Qu'est-ce qu'un coureur de classiques, de classiques pavées en plus, vient faire sur le Tour ?
"Je vous rappelle que le Tour passe en Flandres... Mais c'est vrai que ce n'est pas un cadeau pour moi. Comme disait Peter Van Petegem, ici, sur le Tour, pour quelqu'un qui n'est pas sprinter, pour quelqu'un qui n'est pas rouleur, pour quelqu'un qui n'est pas grimpeur, les occasions sont rares. Trois, quatre, tout au plus, et nous sommes une centaine à viser ces jours-là. Quand vous prenez la période des classiques du printemps, grosso-modo, pour moi du Volk à l'Amstel, j'ai vingt ou tren te possibilités de gagner une course en comptant les classiques, les semi-classiques, les étapes des courses à étapes... Ici, ce sera limité. Si vous finissez 4e de Gand-Wevelgem, il en reste quelque chose, 4e d'une étape du Tour, on oublie vite."

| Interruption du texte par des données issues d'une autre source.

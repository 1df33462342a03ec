//! A shard hosted on this node.
//!
//! `Shard` ties together one consensus engine, the state machine it drives,
//! the local leader view and the background tasks (the membership
//! reconciler). It is the unit the service layer talks to.
//!
//! ```text
//!   BrokerService ──► Shard::submit ──► ConsensusEngine ──► ShardStateMachine
//!                        │                    │
//!                        │ shard_info()       │ observe()
//!                        ▼                    ▼
//!                  leader view ◄──── MembershipReconciler
//! ```

use std::collections::BTreeMap;
use std::sync::Arc;
use std::time::Duration;

use serde::{Deserialize, Serialize};
use tokio::sync::watch;
use tracing::{info, warn};

use crate::cluster::background_tasks::{SharedTaskRegistry, TaskStatus};
use crate::cluster::config::ShardConfig;
use crate::cluster::failure_detector::{FailureDetector, FailureDetectorConfig};
use crate::cluster::metrics;
use crate::cluster::object_store::create_object_store;
use crate::cluster::raft::{
    CommandEntry, CommandResponse, ConfiguredMember, ConsensusEngine, LocalEngine,
    LocalEngineOptions, ShardStateMachine, SnapshotStore, StateMachine, WriteOperation,
};
use crate::cluster::reconciler::MembershipReconciler;
use crate::cluster::retry;
use crate::cluster::topic_storage::ObjectStoreTopicStorage;
use crate::error::{JetError, JetResult};

const RECONCILER_TASK: &str = "membership_reconciler";

/// A member of a shard as reported to clients.
#[derive(Debug, Clone, Serialize, Deserialize, PartialEq, Eq)]
pub struct MemberInfo {
    pub node_id: String,
    pub address: String,
    /// Derived from the local leader view when the info is read.
    pub is_leader: bool,
}

/// Membership of one shard.
#[derive(Debug, Clone, Serialize, Deserialize, PartialEq, Eq)]
pub struct ShardInfo {
    pub shard_id: String,
    pub leader_id: Option<String>,
    pub members: BTreeMap<String, MemberInfo>,
}

/// Health of a shard.
#[derive(Debug, Clone)]
pub struct ShardHealth {
    pub shard_id: String,
    pub is_leader: bool,
    pub applied_index: u64,
    /// Why the shard stopped applying, if it did.
    pub halted: Option<String>,
    pub tasks: Vec<(&'static str, TaskStatus)>,
}

impl ShardHealth {
    /// A shard is healthy while it applies and its tasks run.
    pub fn is_healthy(&self) -> bool {
        self.halted.is_none() && self.tasks.iter().all(|(_, status)| status.is_healthy())
    }
}

/// Encode and submit an operation, reporting policy rejections as errors.
pub(crate) async fn submit_operation(
    engine: &dyn ConsensusEngine,
    operation: WriteOperation,
    timeout: Duration,
) -> JetResult<CommandResponse> {
    let code = operation.code();
    let entry = CommandEntry::new(operation).encode()?;
    let result = engine
        .submit(entry, timeout)
        .await
        .and_then(CommandResponse::into_result);

    let status = match &result {
        Ok(_) => "ok",
        Err(e) => e.class().as_metric_label(),
    };
    metrics::record_submission(code.as_str(), status);
    result
}

/// One shard hosted on this node.
pub struct Shard {
    shard_id: String,
    node_id: String,
    engine: Arc<dyn ConsensusEngine>,
    state_machine: Arc<ShardStateMachine>,
    leader_rx: watch::Receiver<Option<String>>,
    detector: Arc<FailureDetector>,
    tasks: SharedTaskRegistry,
    snapshot_store: Option<SnapshotStore>,
    submit_timeout: Duration,
    shutdown_timeout: Duration,
}

impl Shard {
    /// Start a shard on an engine that already drives `state_machine`.
    ///
    /// Registers on the engine's observation stream and spawns the
    /// membership reconciler.
    pub async fn start(
        config: &ShardConfig,
        engine: Arc<dyn ConsensusEngine>,
        state_machine: Arc<ShardStateMachine>,
        snapshot_store: Option<SnapshotStore>,
    ) -> Self {
        let (leader_tx, leader_rx) = watch::channel(engine.leader().map(|l| l.node_id));
        let detector = Arc::new(FailureDetector::new(FailureDetectorConfig::with_threshold(
            config.failure_detection_threshold,
        )));

        let observations = engine.observe();
        let reconciler = MembershipReconciler::new(
            config.shard_id.clone(),
            engine.clone(),
            state_machine.clone(),
            leader_tx,
            detector.clone(),
            config.submit_timeout,
        );

        let tasks = SharedTaskRegistry::new();
        tasks
            .spawn_cooperative(RECONCILER_TASK, move |shutdown| {
                reconciler.run(observations, shutdown)
            })
            .await;

        info!(
            shard_id = %config.shard_id,
            node_id = %engine.node_id(),
            "Shard started"
        );

        Self {
            shard_id: config.shard_id.clone(),
            node_id: engine.node_id().to_string(),
            engine,
            state_machine,
            leader_rx,
            detector,
            tasks,
            snapshot_store,
            submit_timeout: config.submit_timeout,
            shutdown_timeout: config.shutdown_timeout,
        }
    }

    /// Open a shard backed by an in-process [`LocalEngine`].
    ///
    /// Creates the object store from `config`, restores the last persisted
    /// snapshot (if any) and starts the shard. The engine handle is returned
    /// so the caller can drive leadership and configuration.
    pub async fn open_local(config: &ShardConfig) -> JetResult<(Self, Arc<LocalEngine>)> {
        config
            .validate()
            .map_err(|errors| JetError::Config(errors.join("; ")))?;

        let object_store = create_object_store(config)?;
        let storage = Arc::new(ObjectStoreTopicStorage::new(
            object_store.clone(),
            shard_prefix(config),
        ));
        let state_machine = Arc::new(ShardStateMachine::new(config.shard_id.clone(), storage));
        let engine = Arc::new(LocalEngine::start(
            config.shard_id.clone(),
            ConfiguredMember::new(config.node_id.clone(), config.node_address.clone()),
            state_machine.clone(),
            LocalEngineOptions {
                observation_capacity: config.observation_channel_capacity,
                proposal_queue_capacity: config.proposal_queue_capacity,
            },
        ));

        let snapshot_store =
            SnapshotStore::new(object_store, &config.storage_prefix, &config.shard_id);
        if let Some(snapshot) = snapshot_store.load().await? {
            let index = engine.install_snapshot(snapshot).await?;
            info!(shard_id = %config.shard_id, index, "Restored shard from persisted snapshot");
        }

        let shard = Self::start(config, engine.clone(), state_machine, Some(snapshot_store)).await;
        Ok((shard, engine))
    }

    pub fn shard_id(&self) -> &str {
        &self.shard_id
    }

    pub fn node_id(&self) -> &str {
        &self.node_id
    }

    pub fn engine(&self) -> &Arc<dyn ConsensusEngine> {
        &self.engine
    }

    pub fn state_machine(&self) -> &Arc<ShardStateMachine> {
        &self.state_machine
    }

    pub fn failure_detector(&self) -> &FailureDetector {
        &self.detector
    }

    /// Current leader according to the local leader view.
    pub fn leader_id(&self) -> Option<String> {
        self.leader_rx.borrow().clone()
    }

    /// Check if the local node leads this shard.
    pub fn is_leader(&self) -> bool {
        self.leader_rx.borrow().as_deref() == Some(self.node_id.as_str())
    }

    /// Submit an operation and wait for it to be committed and applied.
    ///
    /// Rejections (existing topic, unknown topic, ...) come back as errors.
    pub async fn submit(&self, operation: WriteOperation) -> JetResult<CommandResponse> {
        submit_operation(self.engine.as_ref(), operation, self.submit_timeout).await
    }

    /// Copy of the shard's membership with leader flags filled in.
    pub async fn shard_info(&self) -> ShardInfo {
        let leader_id = self.leader_id();
        let members = self
            .state_machine
            .members()
            .await
            .into_values()
            .map(|record| {
                let is_leader = leader_id.as_deref() == Some(record.node_id.as_str());
                (
                    record.node_id.clone(),
                    MemberInfo {
                        node_id: record.node_id,
                        address: record.address,
                        is_leader,
                    },
                )
            })
            .collect();

        ShardInfo {
            shard_id: self.shard_id.clone(),
            leader_id,
            members,
        }
    }

    /// Health of the shard and its background tasks.
    pub async fn health(&self) -> ShardHealth {
        ShardHealth {
            shard_id: self.shard_id.clone(),
            is_leader: self.is_leader(),
            applied_index: self.state_machine.last_applied_index().await,
            halted: self.state_machine.halted(),
            tasks: self.tasks.health_check().await,
        }
    }

    /// Write the current state to the snapshot store.
    ///
    /// Returns the index the snapshot covers.
    pub async fn persist_snapshot(&self) -> JetResult<u64> {
        let store = self.snapshot_store.as_ref().ok_or_else(|| {
            JetError::Config(format!("shard '{}' has no snapshot store", self.shard_id))
        })?;

        let (index, snapshot) = self.state_machine.snapshot_with_index().await?;
        retry::with_storage_policy(|| store.persist(index, snapshot.clone())).await?;
        Ok(index)
    }

    /// Stop the reconciler, then the engine.
    ///
    /// The reconciler exits and drops its observer registration before the
    /// engine stops; submissions still in flight fail with `Shutdown`.
    pub async fn shutdown(&self) -> JetResult<()> {
        info!(shard_id = %self.shard_id, "Shutting down shard");
        self.tasks
            .shutdown_all_with_timeout(self.shutdown_timeout)
            .await;

        if let Err(e) = self.engine.shutdown().await {
            warn!(shard_id = %self.shard_id, error = %e, "Engine shutdown failed");
            return Err(e);
        }
        metrics::set_leader(&self.shard_id, false);
        Ok(())
    }
}

/// Object store prefix of a shard's topic storage.
fn shard_prefix(config: &ShardConfig) -> String {
    if config.storage_prefix.is_empty() {
        format!("shard-{}", config.shard_id)
    } else {
        format!("{}/shard-{}", config.storage_prefix, config.shard_id)
    }
}

#[cfg(test)]
mod tests {
    use super::*;
    use crate::cluster::raft::KeyValue;

    fn config(node_id: &str) -> ShardConfig {
        ShardConfig {
            node_id: node_id.to_string(),
            node_address: format!("{}.local:7000", node_id),
            shard_id: "s0".to_string(),
            ..Default::default()
        }
    }

    async fn wait_for<F, Fut>(mut condition: F)
    where
        F: FnMut() -> Fut,
        Fut: std::future::Future<Output = bool>,
    {
        for _ in 0..200 {
            if condition().await {
                return;
            }
            tokio::time::sleep(Duration::from_millis(5)).await;
        }
        panic!("condition not reached");
    }

    #[tokio::test]
    async fn test_leader_backfills_itself() {
        let (shard, engine) = Shard::open_local(&config("n1")).await.unwrap();
        engine.become_leader();

        wait_for(|| async { shard.shard_info().await.members.contains_key("n1") }).await;

        let info = shard.shard_info().await;
        assert_eq!(info.leader_id.as_deref(), Some("n1"));
        assert!(info.members["n1"].is_leader);
        assert_eq!(info.members["n1"].address, "n1.local:7000");
        assert!(shard.is_leader());

        shard.shutdown().await.unwrap();
    }

    #[tokio::test]
    async fn test_follower_rejects_submit_with_hint() {
        let (shard, engine) = Shard::open_local(&config("n1")).await.unwrap();
        engine.step_down(Some(ConfiguredMember::new("n2", "n2.local:7000")));

        let err = shard
            .submit(WriteOperation::CreateTopic {
                topic: "orders".to_string(),
                partitions: 3,
            })
            .await
            .unwrap_err();
        assert!(err.is_retriable());
        assert_eq!(err.leader_hint(), Some("n2"));

        shard.shutdown().await.unwrap();
    }

    #[tokio::test]
    async fn test_submit_reports_rejections() {
        let (shard, engine) = Shard::open_local(&config("n1")).await.unwrap();
        engine.become_leader();

        let err = shard
            .submit(WriteOperation::Publish {
                topic: "missing".to_string(),
                messages: vec![KeyValue::new("k", "v")],
            })
            .await
            .unwrap_err();
        assert!(matches!(err, JetError::UnknownTopic(_)));

        shard.shutdown().await.unwrap();
    }

    #[tokio::test]
    async fn test_health_reports_reconciler() {
        let (shard, _engine) = Shard::open_local(&config("n1")).await.unwrap();

        let health = shard.health().await;
        assert!(health.is_healthy());
        assert_eq!(health.tasks, vec![(RECONCILER_TASK, TaskStatus::Running)]);

        shard.shutdown().await.unwrap();
        assert!(shard.health().await.tasks.is_empty());
    }

    #[tokio::test]
    async fn test_snapshot_survives_restart() {
        let dir = tempfile::tempdir().unwrap();
        let config = ShardConfig {
            data_path: Some(dir.path().to_path_buf()),
            ..config("n1")
        };

        {
            let (shard, engine) = Shard::open_local(&config).await.unwrap();
            engine.become_leader();
            shard
                .submit(WriteOperation::CreateTopic {
                    topic: "orders".to_string(),
                    partitions: 2,
                })
                .await
                .unwrap();
            assert!(shard.persist_snapshot().await.unwrap() >= 1);
            shard.shutdown().await.unwrap();
        }

        let (shard, _engine) = Shard::open_local(&config).await.unwrap();
        let topic = shard.state_machine().topic("orders").await.unwrap();
        assert_eq!(topic.partition_count(), 2);
        shard.shutdown().await.unwrap();
    }

    #[tokio::test]
    async fn test_open_local_rejects_invalid_config() {
        let config = ShardConfig {
            node_id: String::new(),
            ..config("n1")
        };
        assert!(matches!(
            Shard::open_local(&config).await,
            Err(JetError::Config(_))
        ));
    }
}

Et pourtant, vous êtes là.
"Oui, je ne regrette pas, je voulais le faire. C'est une expérience supplémentaire. Il n'y a aucun sponsor, aucun coureur, aucun journaliste peut-être qui ne veuille être ici. Je suis de ceux qui pensent qu'on n'est pas vraiment coureur si on n'a jamais fait le Tour. Beaucoup de personnes considèrent les choses comme ça. Parfois, je parle de mon métier à des gens qui ne connaissent rien au cyclisme, et leur première question est : Tu as déjà couru le Tour ? Quand je leur réponds par la négative, je vois bien qu'ils me regardent avec condescendance, voire pitié, l'air de dire : Il raconte qu'il est coureur mais ce n'est pas un vrai coureur. Dans trois semaines, j'espère que je pourrai ajouter cela à ma carte de visite..."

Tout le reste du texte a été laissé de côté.